### What you will do:
In the listing that follows, how many lines hold the string "async"? Answer with the number only.

### Listed entries:
▼▼▼

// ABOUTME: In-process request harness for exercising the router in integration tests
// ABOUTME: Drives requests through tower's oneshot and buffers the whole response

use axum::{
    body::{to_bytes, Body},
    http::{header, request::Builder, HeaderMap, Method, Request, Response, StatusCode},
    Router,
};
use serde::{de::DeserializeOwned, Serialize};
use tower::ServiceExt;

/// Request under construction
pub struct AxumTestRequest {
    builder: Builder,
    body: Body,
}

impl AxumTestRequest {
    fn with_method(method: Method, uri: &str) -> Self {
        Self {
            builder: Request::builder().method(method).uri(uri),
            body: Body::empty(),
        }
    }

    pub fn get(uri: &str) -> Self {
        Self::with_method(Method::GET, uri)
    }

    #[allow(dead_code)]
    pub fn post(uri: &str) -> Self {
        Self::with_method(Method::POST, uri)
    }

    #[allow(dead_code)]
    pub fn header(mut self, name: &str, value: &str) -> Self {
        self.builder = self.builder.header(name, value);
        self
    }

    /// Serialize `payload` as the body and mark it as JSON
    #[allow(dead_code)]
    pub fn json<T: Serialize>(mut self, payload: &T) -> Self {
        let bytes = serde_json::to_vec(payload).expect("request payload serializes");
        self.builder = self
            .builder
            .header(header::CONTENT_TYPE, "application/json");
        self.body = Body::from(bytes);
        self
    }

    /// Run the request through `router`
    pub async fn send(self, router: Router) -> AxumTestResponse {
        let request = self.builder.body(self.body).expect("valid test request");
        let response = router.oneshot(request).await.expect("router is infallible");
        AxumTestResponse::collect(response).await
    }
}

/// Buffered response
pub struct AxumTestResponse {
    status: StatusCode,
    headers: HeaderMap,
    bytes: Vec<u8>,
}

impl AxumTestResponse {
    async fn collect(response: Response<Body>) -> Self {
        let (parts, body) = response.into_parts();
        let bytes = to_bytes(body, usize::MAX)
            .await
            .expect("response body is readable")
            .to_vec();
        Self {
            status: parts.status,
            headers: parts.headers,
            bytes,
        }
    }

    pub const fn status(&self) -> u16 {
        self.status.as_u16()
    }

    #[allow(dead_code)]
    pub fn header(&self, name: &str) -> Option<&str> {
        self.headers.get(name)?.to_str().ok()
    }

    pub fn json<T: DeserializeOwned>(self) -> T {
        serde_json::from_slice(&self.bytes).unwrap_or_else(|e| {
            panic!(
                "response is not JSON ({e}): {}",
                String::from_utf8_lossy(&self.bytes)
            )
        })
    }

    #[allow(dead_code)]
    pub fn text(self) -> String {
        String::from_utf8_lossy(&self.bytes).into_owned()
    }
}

▲▲▲

### Task output:
2